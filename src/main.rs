use std::sync::Arc;

use anyhow::Context;
use clap::{Parser, Subcommand};
use dotenv::dotenv;
use tokio::net::TcpListener;
use tracing_subscriber::{layer::SubscriberExt, util::SubscriberInitExt};

use folio::assistant::{AnthropicAssistant, ContentAssistant};
use folio::auth::{generate_salt, hash_password};
use folio::database::MySqlStore;
use folio::image::{CloudinaryStore, LocalDiskStore, MediaStore};
use folio::{router, AppState, Config};

#[derive(Debug, Parser)]
#[command(name = "folio", version, about = "Personal blog and portfolio backend")]
struct Cli {
    #[command(subcommand)]
    command: Option<Command>,
}

#[derive(Debug, Subcommand)]
enum Command {
    /// Run the HTTP server (default)
    Serve,
    /// Print an ADMIN_PASSWORD_HASH value for the given password
    HashPassword {
        password: String,
        #[arg(long)]
        salt: Option<String>,
    },
}

#[tokio::main]
async fn main() -> anyhow::Result<()> {
    dotenv().ok();
    let cli = Cli::parse();

    if let Some(Command::HashPassword { password, salt }) = cli.command {
        let salt = salt.unwrap_or_else(generate_salt);
        println!("{}", hash_password(&password, &salt));
        return Ok(());
    }

    tracing_subscriber::registry()
        .with(
            tracing_subscriber::EnvFilter::try_from_default_env().unwrap_or_else(|_| {
                // axum logs rejections from built-in extractors with the `axum::rejection`
                // target, at `TRACE` level. `axum::rejection=trace` enables showing those events
                format!(
                    "{}=debug,tower_http=debug,axum::rejection=trace",
                    env!("CARGO_CRATE_NAME")
                )
                .into()
            }),
        )
        .with(tracing_subscriber::fmt::layer())
        .init();

    serve(Config::from_env()?).await
}

async fn serve(config: Config) -> anyhow::Result<()> {
    tracing::info!("starting with {:?}", &config);

    let store = MySqlStore::connect(&config.database_url).context("connecting to MySQL")?;
    store.migrate().await.context("creating schema")?;

    let media: Arc<dyn MediaStore> = match config.cloudinary.clone() {
        Some(cloudinary) => Arc::new(CloudinaryStore::new(cloudinary)?),
        None => {
            tracing::info!("Cloudinary not configured, storing uploads in {:?}", config.uploads.dir);
            Arc::new(LocalDiskStore::new(&config.uploads))
        }
    };

    let assistant: Option<Arc<dyn ContentAssistant>> = match &config.assistant {
        Some(assistant) => Some(Arc::new(AnthropicAssistant::new(assistant)?)),
        None => {
            tracing::info!("ANTHROPIC_API_KEY not set, AI endpoints will answer 503");
            None
        }
    };

    let bind_addr = config.bind_addr.clone();
    let state = AppState {
        config: Arc::new(config),
        store: Arc::new(store),
        media,
        assistant,
    };

    let listener = TcpListener::bind(&bind_addr)
        .await
        .with_context(|| format!("binding {}", bind_addr))?;
    tracing::info!("listening on {}", listener.local_addr()?);
    axum::serve(listener, router(state).into_make_service()).await?;
    Ok(())
}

## Required work:
An exact copy of the listing above is what is wanted.

## Reply to the exercise:
filename src/main.rs
use std::sync::Arc;

use anyhow::Context;
use clap::{Parser, Subcommand};
use dotenv::dotenv;
use tokio::net::TcpListener;
use tracing_subscriber::{layer::SubscriberExt, util::SubscriberInitExt};

use folio::assistant::{AnthropicAssistant, ContentAssistant};
use folio::auth::{generate_salt, hash_password};
use folio::database::MySqlStore;
use folio::image::{CloudinaryStore, LocalDiskStore, MediaStore};
use folio::{router, AppState, Config};

#[derive(Debug, Parser)]
#[command(name = "folio", version, about = "Personal blog and portfolio backend")]
struct Cli {
    #[command(subcommand)]
    command: Option<Command>,
}

#[derive(Debug, Subcommand)]
enum Command {
    /// Run the HTTP server (default)
    Serve,
    /// Print an ADMIN_PASSWORD_HASH value for the given password
    HashPassword {
        password: String,
        #[arg(long)]
        salt: Option<String>,
    },
}

#[tokio::main]
async fn main() -> anyhow::Result<()> {
    dotenv().ok();
    let cli = Cli::parse();

    if let Some(Command::HashPassword { password, salt }) = cli.command {
        let salt = salt.unwrap_or_else(generate_salt);
        println!("{}", hash_password(&password, &salt));
        return Ok(());
    }

    tracing_subscriber::registry()
        .with(
            tracing_subscriber::EnvFilter::try_from_default_env().unwrap_or_else(|_| {
                // axum logs rejections from built-in extractors with the `axum::rejection`
                // target, at `TRACE` level. `axum::rejection=trace` enables showing those events
                format!(
                    "{}=debug,tower_http=debug,axum::rejection=trace",
                    env!("CARGO_CRATE_NAME")
                )
                .into()
            }),
        )
        .with(tracing_subscriber::fmt::layer())
        .init();

    serve(Config::from_env()?).await
}

async fn serve(config: Config) -> anyhow::Result<()> {
    tracing::info!("starting with {:?}", &config);

    let store = MySqlStore::connect(&config.database_url).context("connecting to MySQL")?;
    store.migrate().await.context("creating schema")?;

    let media: Arc<dyn MediaStore> = match config.cloudinary.clone() {
        Some(cloudinary) => Arc::new(CloudinaryStore::new(cloudinary)?),
        None => {
            tracing::info!("Cloudinary not configured, storing uploads in {:?}", config.uploads.dir);
            Arc::new(LocalDiskStore::new(&config.uploads))
        }
    };

    let assistant: Option<Arc<dyn ContentAssistant>> = match &config.assistant {
        Some(assistant) => Some(Arc::new(AnthropicAssistant::new(assistant)?)),
        None => {
            tracing::info!("ANTHROPIC_API_KEY not set, AI endpoints will answer 503");
            None
        }
    };

    let bind_addr = config.bind_addr.clone();
    let state = AppState {
        config: Arc::new(config),
        store: Arc::new(store),
        media,
        assistant,
    };

    let listener = TcpListener::bind(&bind_addr)
        .await
        .with_context(|| format!("binding {}", bind_addr))?;
    tracing::info!("listening on {}", listener.local_addr()?);
    axum::serve(listener, router(state).into_make_service()).await?;
    Ok(())
}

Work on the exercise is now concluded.